Exercise requirements:
Your answer is the lines below, exactly, from the one that contains "let grace = self.cfg.grace;" through the one that contains "let (lo, hi)", both included.
──────── Stored data ────────
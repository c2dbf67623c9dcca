//! # Processor: the priority-driven scheduling loop.
//!
//! Single consumer of the petition queue. Each round takes up to
//! `look_ahead` pending petitions in priority order, commits the admissible
//! ones through the shared critical section, spawns a supervising worker
//! per admitted petition and returns the rest to the queue unchanged.
//!
//! ## Architecture
//! ```text
//! clients/watchdog ──► PetitionQueue ──► round():
//!                                          ├─ sentinel?   → drain & exit
//!                                          ├─ left queue? → skip (cancel path settled it)
//!                                          ├─ start_petition()
//!                                          │    ├─ Started   → worker::spawn (own OS process)
//!                                          │    ├─ Unhealthy → finish immediately, never runs
//!                                          │    └─ Unmet     → back into the queue, FIFO kept
//!                                          └─ starvation bookkeeping
//!
//! cancel intake ──► handle_cancel():
//!     Running  → mark Cancelled, terminate(recorded pid); worker drives finish
//!     Enqueued → mark Cancelled, finish now, close the stream
//! ```
//!
//! ## Rules
//! - A petition whose predicate fails is **returned, not discarded**; its
//!   original arrival seq keeps relative order among equal priorities.
//! - A petition re-queued past `starvation_threshold` collapses the
//!   effective look-ahead to 1 until it starts — the head cannot be
//!   overtaken forever.
//! - When a full round makes no progress and the queue tail is unchanged,
//!   the loop sleeps a jittered interval instead of spinning.
//! - A panicking round is caught and logged; the loop continues. Past
//!   `fault_threshold` consecutive faults the liveness gate closes so the
//!   external supervisor takes over. The service does not self-kill.

use std::collections::HashSet;
use std::sync::Arc;
use std::time::Duration;

use rand::Rng;
use tokio::sync::mpsc;
use tokio::task::JoinSet;
use tokio_util::sync::CancellationToken;
use tracing::{debug, warn};

use crate::config::Config;
use crate::core::queue::PetitionQueue;
use crate::core::worker;
use crate::error::RuntimeError;
use crate::events::{Bus, Event, EventKind};
use crate::manager::{LivenessGate, Shared, StartOutcome};
use crate::petitions::{PetitionHandle, PetitionId, PetitionKind, PetitionState};

/// Outcome of one scheduling round.
struct Round {
    progressed: bool,
    sentinel: bool,
    tail: Option<u64>,
}

pub(crate) struct Processor {
    cfg: Config,
    shared: Arc<Shared>,
    queue: Arc<PetitionQueue>,
    bus: Bus,
    gate: Arc<LivenessGate>,
    cancel_rx: mpsc::UnboundedReceiver<PetitionId>,
    token: CancellationToken,
    worker_token: CancellationToken,
    workers: JoinSet<()>,
    starving: HashSet<PetitionId>,
    faults: u32,
    last_tail: Option<u64>,
}

impl Processor {
    pub(crate) fn new(
        cfg: Config,
        shared: Arc<Shared>,
        queue: Arc<PetitionQueue>,
        bus: Bus,
        gate: Arc<LivenessGate>,
        cancel_rx: mpsc::UnboundedReceiver<PetitionId>,
        token: CancellationToken,
    ) -> Self {
        let worker_token = token.child_token();
        Self {
            cfg,
            shared,
            queue,
            bus,
            gate,
            cancel_rx,
            token,
            worker_token,
            workers: JoinSet::new(),
            starving: HashSet::new(),
            faults: 0,
            last_tail: None,
        }
    }

    /// Runs the loop until the sentinel is dequeued or the token fires,
    /// then drains.
    pub(crate) async fn run(mut self) -> Result<(), RuntimeError> {
        loop {
            let look = self.effective_look_ahead();
            tokio::select! {
                maybe_id = self.cancel_rx.recv() => {
                    match maybe_id {
                        Some(id) => self.handle_cancel(id),
                        None => {
                            // orchestrator gone; nothing left to schedule for
                            break;
                        }
                    }
                }
                batch = self.queue.wait_batch(look, &self.token) => {
                    if batch.is_empty() {
                        // only happens on cancellation
                        break;
                    }
                    if self.process_batch(batch).await {
                        return self.drain().await;
                    }
                }
            }
        }
        self.drain().await
    }

    /// Runs one guarded round. Returns `true` when the sentinel was seen.
    async fn process_batch(&mut self, batch: Vec<PetitionHandle>) -> bool {
        let outcome =
            std::panic::catch_unwind(std::panic::AssertUnwindSafe(|| self.round(batch)));

        match outcome {
            Ok(round) => {
                self.faults = 0;
                if round.sentinel {
                    return true;
                }
                if !round.progressed && round.tail.is_some() && round.tail == self.last_tail {
                    self.idle_wait().await;
                }
                self.last_tail = round.tail;
                false
            }
            Err(_panic) => {
                warn!("scheduling round panicked; loop continues");
                self.bus.publish(
                    Event::now(EventKind::ProcessorError).with_reason("round_panic"),
                );
                self.faults += 1;
                if self.faults >= self.cfg.fault_threshold {
                    self.gate.suppress();
                }
                false
            }
        }
    }

    /// One scheduling round over an already-popped batch.
    fn round(&mut self, batch: Vec<PetitionHandle>) -> Round {
        let mut progressed = false;
        let mut sentinel = false;
        let mut tail = None;
        let mut unmet: Vec<PetitionHandle> = Vec::new();

        for handle in batch {
            tail = Some(handle.seq());

            if handle.kind() == PetitionKind::Sentinel {
                // sentinel carries Priority::MAX, so nothing follows it
                sentinel = true;
                break;
            }
            if !handle.state().is_enqueued() {
                // cancelled while queued; the cancel path settled it
                debug!(id = %handle.id(), state = %handle.state(), "dropping settled petition");
                continue;
            }

            match self.shared.start_petition(&handle) {
                StartOutcome::Started => {
                    handle.reset_seen();
                    self.unstarve(handle.id());
                    worker::spawn(
                        &mut self.workers,
                        self.shared.clone(),
                        self.bus.clone(),
                        handle,
                        self.worker_token.child_token(),
                    );
                    progressed = true;
                }
                StartOutcome::Unmet => {
                    self.bus.publish(
                        Event::now(EventKind::ConditionUnmet)
                            .with_petition(handle.id().to_string()),
                    );
                    self.shared.manager().condition_failed(&handle);
                    unmet.push(handle);
                }
                StartOutcome::Unhealthy => {
                    self.shared.finish_petition(&handle);
                    handle.reply().done(Some(1));
                    progressed = true;
                }
                StartOutcome::Skipped => {}
            }
        }

        for handle in unmet {
            let seen = handle.bump_seen();
            if seen >= self.cfg.starvation_threshold
                && self.starving.insert(handle.id().clone())
            {
                warn!(id = %handle.id(), seen, "petition is starving; look-ahead collapses to 1");
                self.bus.publish(
                    Event::now(EventKind::PetitionStarving)
                        .with_petition(handle.id().to_string()),
                );
            }
            self.queue.push(handle);
        }

        Round {
            progressed,
            sentinel,
            tail,
        }
    }

    /// Cancellation intake, routed by current lifecycle state.
    fn handle_cancel(&mut self, id: PetitionId) {
        self.bus
            .publish(Event::now(EventKind::CancelRequested).with_petition(id.to_string()));

        let Some(handle) = self.shared.lookup(&id) else {
            debug!(%id, "cancel for unknown or finished petition");
            return;
        };

        match handle.state() {
            PetitionState::Running => {
                if handle.set_state(PetitionState::Cancelled).is_ok() {
                    self.bus.publish(
                        Event::now(EventKind::PetitionCancelled).with_petition(id.to_string()),
                    );
                    if !handle.terminate() {
                        handle
                            .reply()
                            .line(format!("failed to terminate petition {id}"));
                        warn!(%id, "terminate reported failure; waiting for worker exit");
                    }
                    // the worker observes the dead process and drives finish
                }
            }
            PetitionState::Enqueued => {
                if handle.set_state(PetitionState::Cancelled).is_ok() {
                    self.bus.publish(
                        Event::now(EventKind::PetitionCancelled).with_petition(id.to_string()),
                    );
                    handle.terminate();
                    self.shared.finish_petition(&handle);
                    handle.reply().done(None);
                }
            }
            state => {
                debug!(%id, %state, "cancel ignored in this state");
            }
        }
    }

    /// Drains the queue, terminates running workers and waits out the grace
    /// period. Every exit path of the loop funnels through here.
    async fn drain(mut self) -> Result<(), RuntimeError> {
        debug!("processor draining");

        for handle in self.queue.drain() {
            if handle.kind() == PetitionKind::Sentinel {
                continue;
            }
            if handle.state().is_enqueued() {
                if handle.set_state(PetitionState::Cancelled).is_ok() {
                    self.bus.publish(
                        Event::now(EventKind::PetitionCancelled)
                            .with_petition(handle.id().to_string()),
                    );
                }
                self.shared.finish_petition(&handle);
                handle.reply().done(None);
            }
        }

        for handle in self.shared.snapshot_handles() {
            if handle.state().is_running() && handle.set_state(PetitionState::Cancelled).is_ok() {
                self.bus.publish(
                    Event::now(EventKind::PetitionCancelled)
                        .with_petition(handle.id().to_string()),
                );
                handle.terminate();
            }
        }
        self.worker_token.cancel();

        let grace = self.cfg.grace;
        let mut workers = self.workers;
        let all_done = async { while workers.join_next().await.is_some() {} };
        match tokio::time::timeout(grace, all_done).await {
            Ok(()) => {
                self.bus.publish(Event::now(EventKind::ProcessorStopped));
                Ok(())
            }
            Err(_) => {
                self.bus.publish(Event::now(EventKind::GraceExceeded));
                Err(RuntimeError::GraceExceeded {
                    grace,
                    stuck: self.shared.snapshot_ids(),
                })
            }
        }
    }

    fn effective_look_ahead(&self) -> usize {
        if self.starving.is_empty() {
            self.cfg.look_ahead_clamped()
        } else {
            1
        }
    }

    fn unstarve(&mut self, id: &PetitionId) {
        if self.starving.remove(id) {
            debug!(%id, "starving petition started; look-ahead restored");
        }
    }

    /// Jittered pause when a round made no progress on an unchanged queue.
    async fn idle_wait(&self) {
        let (lo, hi) = self.cfg.idle_wait_bounds();
        let lo_ms = lo.as_millis() as u64;
        let hi_ms = (hi.as_millis() as u64).max(lo_ms);
        let wait = Duration::from_millis(rand::thread_rng().gen_range(lo_ms..=hi_ms));
        tokio::select! {
            _ = tokio::time::sleep(wait) => {}
            _ = self.token.cancelled() => {}
        }
    }
}
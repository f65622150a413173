use thiserror::Error;

/// Errors raised while building a [`TorrentMetadata`](super::TorrentMetadata).
///
/// All of these are fatal to constructing a transfer.
#[derive(Debug, Error)]
pub enum MetainfoError {
    /// The piece length is zero.
    #[error("invalid piece length: {0}")]
    InvalidPieceLength(u32),

    /// The number of checksums doesn't match the number of pieces.
    #[error("expected {expected} piece checksums, got {actual}")]
    ChecksumCount { expected: u32, actual: usize },

    /// The concatenated checksum blob is not a multiple of 20 bytes.
    #[error("piece checksum blob of {0} bytes is not a multiple of 20")]
    MalformedChecksums(usize),

    /// The file lengths don't add up to the declared total.
    #[error("file lengths sum to {files} but total length is {total}")]
    LengthMismatch { files: u64, total: u64 },

    /// The torrent has no files.
    #[error("torrent has no files")]
    NoFiles,

    /// The info hash is not 20 bytes.
    #[error("invalid info hash length")]
    InvalidInfoHashLength,

    /// The torrent would need more than `u32::MAX` pieces.
    #[error("too many pieces: {0}")]
    TooManyPieces(u64),
}
use super::*;
use crate::metainfo::InfoHash;
use crate::peer::PeerId;
use std::net::SocketAddr;
use std::time::Duration;

fn request(event: TrackerEvent) -> AnnounceRequest {
    AnnounceRequest {
        info_hash: InfoHash::from_bytes([1; 20]),
        peer_id: PeerId([2; 20]),
        port: 6881,
        uploaded: 0,
        downloaded: 0,
        left: 100,
        event,
    }
}

#[test]
fn test_tracker_event_str() {
    assert_eq!(TrackerEvent::Started.as_str(), "started");
    assert_eq!(TrackerEvent::Stopped.as_str(), "stopped");
    assert_eq!(TrackerEvent::Completed.as_str(), "completed");
    assert_eq!(TrackerEvent::None.as_str(), "");
}

#[test]
fn test_compact_peers() {
    let v4 = [192, 168, 1, 1, 0x1A, 0xE1, 10, 0, 0, 1, 0x1A, 0xE2, 99];
    let mut v6 = [0u8; 18];
    v6[15] = 1;
    v6[16..].copy_from_slice(&6881u16.to_be_bytes());

    let response = AnnounceResponse::from_compact(Duration::from_secs(900), &v4, &v6);
    let expected: Vec<SocketAddr> = vec![
        "192.168.1.1:6881".parse().unwrap(),
        "10.0.0.1:6882".parse().unwrap(),
        "[::1]:6881".parse().unwrap(),
    ];
    assert_eq!(response.peers, expected);
}

#[test]
fn test_next_announce_clamped() {
    let floor = Duration::from_secs(60);
    let mut response = AnnounceResponse::new(Duration::from_secs(10), vec![]);
    assert_eq!(response.next_announce(floor), floor);

    response.min_interval = Some(Duration::from_secs(120));
    assert_eq!(response.next_announce(floor), Duration::from_secs(120));

    response.interval = Duration::from_secs(1800);
    assert_eq!(response.next_announce(floor), Duration::from_secs(1800));
}

#[tokio::test]
async fn test_static_tracker() {
    let peer: SocketAddr = "127.0.0.1:7000".parse().unwrap();
    let tracker = StaticTracker::new(vec![peer]).with_interval(Duration::from_secs(300));

    let response = tracker.announce(request(TrackerEvent::Started)).await.unwrap();
    assert_eq!(response.peers, vec![peer]);
    assert_eq!(response.interval, Duration::from_secs(300));

    tracker.set_failure(Some(TrackerError::Unreachable("offline".into())));
    assert!(matches!(
        tracker.announce(request(TrackerEvent::None)).await,
        Err(TrackerError::Unreachable(_))
    ));

    let events: Vec<_> = tracker.announces().iter().map(|r| r.event).collect();
    assert_eq!(events, vec![TrackerEvent::Started, TrackerEvent::None]);
}
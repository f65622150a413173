use super::context::TorrentContext;
use super::driver;
use super::events::TorrentEvent;
use super::mode::TransferMode;
use super::TorrentError;
use crate::config::EngineConfig;
use crate::metainfo::{InfoHash, TorrentMetadata};
use crate::peer::Bitfield;
use crate::stats::TransferSnapshot;
use crate::tracker::Tracker;
use futures::future::join_all;
use std::net::SocketAddr;
use std::sync::Arc;
use tokio::sync::broadcast;
use tracing::{debug, info};

/// A running torrent.
///
/// The transfer mode decides what happens with peers: [`DownloadMode`]
/// fetches missing pieces, [`SeedMode`] only serves.
///
/// [`DownloadMode`]: super::DownloadMode
/// [`SeedMode`]: super::SeedMode
pub struct Torrent<M: TransferMode> {
    ctx: Arc<TorrentContext>,
    mode: Arc<M>,
}

impl<M: TransferMode> Torrent<M> {
    /// Creates a torrent writing under `config.download_dir`.
    ///
    /// # Errors
    ///
    /// Returns an error if the block size does not fit the piece length or
    /// the storage layout is invalid.
    pub fn new(
        metadata: Arc<TorrentMetadata>,
        config: EngineConfig,
        mode: M,
    ) -> Result<Self, TorrentError> {
        let ctx = TorrentContext::new(metadata, config)?;
        Ok(Self {
            ctx: Arc::new(ctx),
            mode: Arc::new(mode),
        })
    }

    /// Verifies existing data and starts the choker.
    pub async fn start(&self) -> Result<(), TorrentError> {
        if self.ctx.is_stopping() {
            return Err(TorrentError::Stopped);
        }
        if !self.ctx.mark_started() {
            return Err(TorrentError::AlreadyStarted);
        }

        info!(
            "Starting torrent {} ({} pieces, {} bytes)",
            self.info_hash(),
            self.ctx.metadata().piece_count(),
            self.ctx.metadata().total_length()
        );
        self.mode.on_start(&self.ctx).await?;
        driver::spawn_choker(&self.ctx);
        Ok(())
    }

    /// Starts the torrent and announces to `tracker` for peers.
    pub async fn start_with_tracker<T: Tracker>(&self, tracker: Arc<T>) -> Result<(), TorrentError> {
        self.start().await?;
        driver::spawn_tracker(&self.ctx, &self.mode, tracker);
        Ok(())
    }

    /// Accepts incoming peers on `addr`. Returns the bound address.
    pub async fn listen(&self, addr: SocketAddr) -> Result<SocketAddr, TorrentError> {
        if self.ctx.is_stopping() {
            return Err(TorrentError::Stopped);
        }
        driver::listen(&self.ctx, &self.mode, addr).await
    }

    /// Connects to a peer, reconnecting with backoff if the connection drops.
    pub fn connect(&self, addr: SocketAddr) -> Result<(), TorrentError> {
        if self.ctx.is_stopping() {
            return Err(TorrentError::Stopped);
        }
        debug!("Adding peer {}", addr);
        driver::spawn_outbound(&self.ctx, &self.mode, addr);
        Ok(())
    }

    /// Closes every session, waits for background tasks and releases files.
    ///
    /// Calling this more than once is a no-op.
    pub async fn stop(&self) {
        if !self.ctx.begin_stop() {
            return;
        }
        info!("Stopping torrent {}", self.info_hash());

        self.mode.on_stop(&self.ctx).await;
        self.ctx.registry().clear();
        join_all(self.ctx.take_tasks()).await;
        self.ctx.store().close().await;
    }

    pub fn subscribe(&self) -> broadcast::Receiver<TorrentEvent> {
        self.ctx.subscribe()
    }

    pub fn info_hash(&self) -> InfoHash {
        *self.ctx.metadata().info_hash()
    }

    pub fn metadata(&self) -> &Arc<TorrentMetadata> {
        self.ctx.metadata()
    }

    pub fn mode(&self) -> &M {
        &self.mode
    }

    pub fn context(&self) -> &Arc<TorrentContext> {
        &self.ctx
    }

    /// Pieces verified on disk.
    pub fn verified(&self) -> Bitfield {
        self.ctx.verified()
    }

    pub fn is_complete(&self) -> bool {
        self.ctx.is_seeding()
    }

    pub fn peer_count(&self) -> usize {
        self.ctx.registry().len()
    }

    pub fn remaining_bytes(&self) -> u64 {
        self.ctx.strategist().remaining_bytes()
    }

    pub fn transfer(&self) -> TransferSnapshot {
        self.ctx.monitor().snapshot()
    }
}
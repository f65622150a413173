//! Block selection and download progress.
//!
//! [`PieceStrategist`] tracks every block of a torrent that has not been
//! received yet and hands out random pending blocks to request. It owns the
//! completion bitfield: a piece's bit is set once all of its bytes arrived.

use crate::metainfo::TorrentMetadata;
use crate::peer::{Bitfield, BlockAddress};
use crate::storage::address::{from_absolute, to_absolute};
use crate::torrent::TorrentError;
use parking_lot::Mutex;
use rand::Rng as _;
use std::sync::Arc;
use tracing::{debug, trace};

/// Random picks tried before giving up on matching the peer's bitfield.
pub const SELECT_ATTEMPTS: usize = 10;

const ABSENT: u32 = u32::MAX;

/// Flat block indices not yet received, with O(1) random pick and removal.
#[derive(Debug)]
pub struct PendingBlocks {
    blocks: Vec<u32>,
    positions: Vec<u32>,
}

impl PendingBlocks {
    /// Creates a set holding every index in `0..total`.
    pub fn full(total: u32) -> Self {
        Self {
            blocks: (0..total).collect(),
            positions: (0..total).collect(),
        }
    }

    pub fn len(&self) -> usize {
        self.blocks.len()
    }

    pub fn is_empty(&self) -> bool {
        self.blocks.is_empty()
    }

    pub fn contains(&self, index: u32) -> bool {
        self.positions
            .get(index as usize)
            .is_some_and(|&pos| pos != ABSENT)
    }

    pub fn insert(&mut self, index: u32) -> bool {
        if self.contains(index) || index as usize >= self.positions.len() {
            return false;
        }
        self.positions[index as usize] = self.blocks.len() as u32;
        self.blocks.push(index);
        true
    }

    pub fn remove(&mut self, index: u32) -> bool {
        if !self.contains(index) {
            return false;
        }
        let pos = self.positions[index as usize] as usize;
        self.blocks.swap_remove(pos);
        if let Some(&moved) = self.blocks.get(pos) {
            self.positions[moved as usize] = pos as u32;
        }
        self.positions[index as usize] = ABSENT;
        true
    }

    fn get(&self, pos: usize) -> u32 {
        self.blocks[pos]
    }
}

struct Progress {
    pending: PendingBlocks,
    remaining: Vec<u64>,
    have: Bitfield,
}

/// Block-granularity download strategist.
pub struct PieceStrategist {
    metadata: Arc<TorrentMetadata>,
    block_size: u32,
    blocks_per_piece: u32,
    total_blocks: u32,
    progress: Mutex<Progress>,
}

impl PieceStrategist {
    /// Creates a strategist with every block pending.
    ///
    /// The effective block size is `min(block_size, piece_length)` and must
    /// divide the piece length so no block straddles two pieces.
    pub fn new(metadata: Arc<TorrentMetadata>, block_size: u32) -> Result<Self, TorrentError> {
        let piece_length = metadata.piece_length();
        let effective = block_size.min(piece_length);
        if effective == 0 || piece_length % effective != 0 {
            return Err(TorrentError::InvalidBlockSize {
                block_size,
                piece_length,
            });
        }

        let total_blocks = metadata.total_length().div_ceil(effective as u64) as u32;
        let remaining = (0..metadata.piece_count())
            .map(|piece| metadata.piece_size(piece) as u64)
            .collect();

        debug!(
            "Strategist: {} blocks of {} bytes over {} pieces",
            total_blocks,
            effective,
            metadata.piece_count()
        );

        Ok(Self {
            block_size: effective,
            blocks_per_piece: piece_length / effective,
            total_blocks,
            progress: Mutex::new(Progress {
                pending: PendingBlocks::full(total_blocks),
                remaining,
                have: Bitfield::new(metadata.piece_count() as usize),
            }),
            metadata,
        })
    }

    fn address(&self, index: u32) -> BlockAddress {
        from_absolute(
            index as u64 * self.block_size as u64,
            self.metadata.piece_length(),
            self.block_size,
            self.metadata.total_length(),
        )
    }

    /// Flat index of `block`, if it is exactly one of our blocks.
    fn index_of(&self, block: &BlockAddress) -> Option<u32> {
        if block.piece_index >= self.metadata.piece_count() || block.length == 0 {
            return None;
        }
        let absolute = to_absolute(block.piece_index, block.offset, self.metadata.piece_length());
        if absolute % self.block_size as u64 != 0 {
            return None;
        }
        let index = (absolute / self.block_size as u64) as u32;
        if index >= self.total_blocks || self.address(index) != *block {
            return None;
        }
        Some(index)
    }

    fn piece_blocks(&self, piece: u32) -> std::ops::Range<u32> {
        let first = piece * self.blocks_per_piece;
        first..(first + self.blocks_per_piece).min(self.total_blocks)
    }

    /// Picks a random pending block, preferring ones the peer has.
    ///
    /// Up to [`SELECT_ATTEMPTS`] random picks are checked against
    /// `peer_bitfield`. If none match, the last pick is returned anyway.
    pub fn next(&self, peer_bitfield: &Bitfield) -> Option<BlockAddress> {
        let progress = self.progress.lock();
        if progress.pending.is_empty() {
            return None;
        }

        let mut rng = rand::rng();
        let mut pick = 0;
        for _ in 0..SELECT_ATTEMPTS {
            pick = progress.pending.get(rng.random_range(0..progress.pending.len()));
            if peer_bitfield.has_piece((pick / self.blocks_per_piece) as usize) {
                break;
            }
        }
        Some(self.address(pick))
    }

    /// Picks a pending block the peer has and `accept` allows.
    ///
    /// Random picks are tried first, then the pending set is scanned from a
    /// random position. Returns `None` when no pending block qualifies.
    pub fn pick<F>(&self, peer_bitfield: &Bitfield, mut accept: F) -> Option<BlockAddress>
    where
        F: FnMut(&BlockAddress) -> bool,
    {
        let progress = self.progress.lock();
        let len = progress.pending.len();
        if len == 0 {
            return None;
        }

        let mut rng = rand::rng();
        let mut qualifies = |index: u32| {
            if !peer_bitfield.has_piece((index / self.blocks_per_piece) as usize) {
                return None;
            }
            let block = self.address(index);
            accept(&block).then_some(block)
        };

        for _ in 0..SELECT_ATTEMPTS {
            let index = progress.pending.get(rng.random_range(0..len));
            if let Some(block) = qualifies(index) {
                return Some(block);
            }
        }

        let start = rng.random_range(0..len);
        (0..len)
            .map(|i| progress.pending.get((start + i) % len))
            .find_map(qualifies)
    }

    /// Records a received block.
    ///
    /// Returns true if the block was pending. Duplicates and blocks that
    /// don't match our block grid return false and change nothing.
    pub fn received(&self, block: &BlockAddress) -> bool {
        let Some(index) = self.index_of(block) else {
            return false;
        };

        let mut progress = self.progress.lock();
        if !progress.pending.remove(index) {
            return false;
        }

        let piece = block.piece_index as usize;
        progress.remaining[piece] -= block.length as u64;
        if progress.remaining[piece] == 0 {
            progress.have.set_piece(piece);
            trace!("Piece {} fully received", piece);
        }
        true
    }

    /// Returns a received block to the pending set.
    pub fn release(&self, block: &BlockAddress) -> bool {
        let Some(index) = self.index_of(block) else {
            return false;
        };

        let mut progress = self.progress.lock();
        if !progress.pending.insert(index) {
            return false;
        }

        let piece = block.piece_index as usize;
        progress.remaining[piece] += block.length as u64;
        progress.have.clear_piece(piece);
        true
    }

    /// Returns every block of `piece` to the pending set.
    pub fn reset_piece(&self, piece: u32) {
        if piece >= self.metadata.piece_count() {
            return;
        }

        let mut progress = self.progress.lock();
        for index in self.piece_blocks(piece) {
            progress.pending.insert(index);
        }
        progress.remaining[piece as usize] = self.metadata.piece_size(piece) as u64;
        progress.have.clear_piece(piece as usize);
        debug!("Piece {} reset", piece);
    }

    /// Marks `piece` as complete without receiving its blocks.
    pub fn mark_piece_complete(&self, piece: u32) {
        if piece >= self.metadata.piece_count() {
            return;
        }

        let mut progress = self.progress.lock();
        for index in self.piece_blocks(piece) {
            progress.pending.remove(index);
        }
        progress.remaining[piece as usize] = 0;
        progress.have.set_piece(piece as usize);
    }

    pub fn is_complete(&self) -> bool {
        self.progress.lock().pending.is_empty()
    }

    /// True once fewer than 1% of all blocks are still pending.
    pub fn is_endgame(&self) -> bool {
        (self.progress.lock().pending.len() as u64) * 100 < self.total_blocks as u64
    }

    /// True when the peer has at least one piece we lack.
    pub fn wants_any(&self, peer_bitfield: &Bitfield) -> bool {
        peer_bitfield.has_missing_from(&self.progress.lock().have)
    }

    pub fn has_piece(&self, piece: u32) -> bool {
        self.progress.lock().have.has_piece(piece as usize)
    }

    pub fn bitfield(&self) -> Bitfield {
        self.progress.lock().have.clone()
    }

    pub fn pending_count(&self) -> usize {
        self.progress.lock().pending.len()
    }

    pub fn total_blocks(&self) -> u32 {
        self.total_blocks
    }

    pub fn remaining_bytes(&self) -> u64 {
        self.progress.lock().remaining.iter().sum()
    }

    pub fn block_size(&self) -> u32 {
        self.block_size
    }
}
────────
Answer space:
        let grace = self.cfg.grace;
        let mut workers = self.workers;
        let all_done = async { while workers.join_next().await.is_some() {} };
        match tokio::time::timeout(grace, all_done).await {
            Ok(()) => {
                self.bus.publish(Event::now(EventKind::ProcessorStopped));
                Ok(())
            }
            Err(_) => {
                self.bus.publish(Event::now(EventKind::GraceExceeded));
                Err(RuntimeError::GraceExceeded {
                    grace,
                    stuck: self.shared.snapshot_ids(),
                })
            }
        }
    }

    fn effective_look_ahead(&self) -> usize {
        if self.starving.is_empty() {
            self.cfg.look_ahead_clamped()
        } else {
            1
        }
    }

    fn unstarve(&mut self, id: &PetitionId) {
        if self.starving.remove(id) {
            debug!(%id, "starving petition started; look-ahead restored");
        }
    }

    /// Jittered pause when a round made no progress on an unchanged queue.
    async fn idle_wait(&self) {
        let (lo, hi) = self.cfg.idle_wait_bounds();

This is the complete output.